### What the task asks
Without changing anything, output the records below.

### Data provided

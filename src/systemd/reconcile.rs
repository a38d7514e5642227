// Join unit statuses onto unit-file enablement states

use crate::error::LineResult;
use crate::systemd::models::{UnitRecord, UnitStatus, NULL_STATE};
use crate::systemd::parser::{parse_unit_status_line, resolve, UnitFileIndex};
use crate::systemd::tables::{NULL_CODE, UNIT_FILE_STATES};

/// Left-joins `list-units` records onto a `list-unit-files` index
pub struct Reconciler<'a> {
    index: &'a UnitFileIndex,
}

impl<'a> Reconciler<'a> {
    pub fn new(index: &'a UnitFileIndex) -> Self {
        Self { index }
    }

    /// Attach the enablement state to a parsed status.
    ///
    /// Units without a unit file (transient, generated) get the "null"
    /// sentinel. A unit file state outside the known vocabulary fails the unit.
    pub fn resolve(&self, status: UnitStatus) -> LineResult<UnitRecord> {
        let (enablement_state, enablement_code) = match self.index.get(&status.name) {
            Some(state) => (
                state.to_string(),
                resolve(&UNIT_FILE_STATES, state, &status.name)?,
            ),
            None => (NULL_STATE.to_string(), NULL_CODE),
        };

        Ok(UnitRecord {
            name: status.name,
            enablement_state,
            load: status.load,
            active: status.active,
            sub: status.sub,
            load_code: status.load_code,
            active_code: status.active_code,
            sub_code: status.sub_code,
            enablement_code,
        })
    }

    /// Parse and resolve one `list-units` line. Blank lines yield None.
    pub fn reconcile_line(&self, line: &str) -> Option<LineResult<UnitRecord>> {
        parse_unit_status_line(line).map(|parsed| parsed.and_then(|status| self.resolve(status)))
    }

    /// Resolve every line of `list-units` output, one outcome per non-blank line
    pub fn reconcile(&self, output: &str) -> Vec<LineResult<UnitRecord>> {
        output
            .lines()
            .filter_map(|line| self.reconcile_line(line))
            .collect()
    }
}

### Task response
filename src/systemd/reconcile.rs
repository a38d7514e5642227
// Join unit statuses onto unit-file enablement states

use crate::error::LineResult;
use crate::systemd::models::{UnitRecord, UnitStatus, NULL_STATE};
use crate::systemd::parser::{parse_unit_status_line, resolve, UnitFileIndex};
use crate::systemd::tables::{NULL_CODE, UNIT_FILE_STATES};

/// Left-joins `list-units` records onto a `list-unit-files` index
pub struct Reconciler<'a> {
    index: &'a UnitFileIndex,
}

impl<'a> Reconciler<'a> {
    pub fn new(index: &'a UnitFileIndex) -> Self {
        Self { index }
    }

    /// Attach the enablement state to a parsed status.
    ///
    /// Units without a unit file (transient, generated) get the "null"
    /// sentinel. A unit file state outside the known vocabulary fails the unit.
    pub fn resolve(&self, status: UnitStatus) -> LineResult<UnitRecord> {
        let (enablement_state, enablement_code) = match self.index.get(&status.name) {
            Some(state) => (
                state.to_string(),
                resolve(&UNIT_FILE_STATES, state, &status.name)?,
            ),
            None => (NULL_STATE.to_string(), NULL_CODE),
        };

        Ok(UnitRecord {
            name: status.name,
            enablement_state,
            load: status.load,
            active: status.active,
            sub: status.sub,
            load_code: status.load_code,
            active_code: status.active_code,
            sub_code: status.sub_code,
            enablement_code,
        })
    }

    /// Parse and resolve one `list-units` line. Blank lines yield None.
    pub fn reconcile_line(&self, line: &str) -> Option<LineResult<UnitRecord>> {
        parse_unit_status_line(line).map(|parsed| parsed.and_then(|status| self.resolve(status)))
    }

    /// Resolve every line of `list-units` output, one outcome per non-blank line
    pub fn reconcile(&self, output: &str) -> Vec<LineResult<UnitRecord>> {
        output
            .lines()
            .filter_map(|line| self.reconcile_line(line))
            .collect()
    }
}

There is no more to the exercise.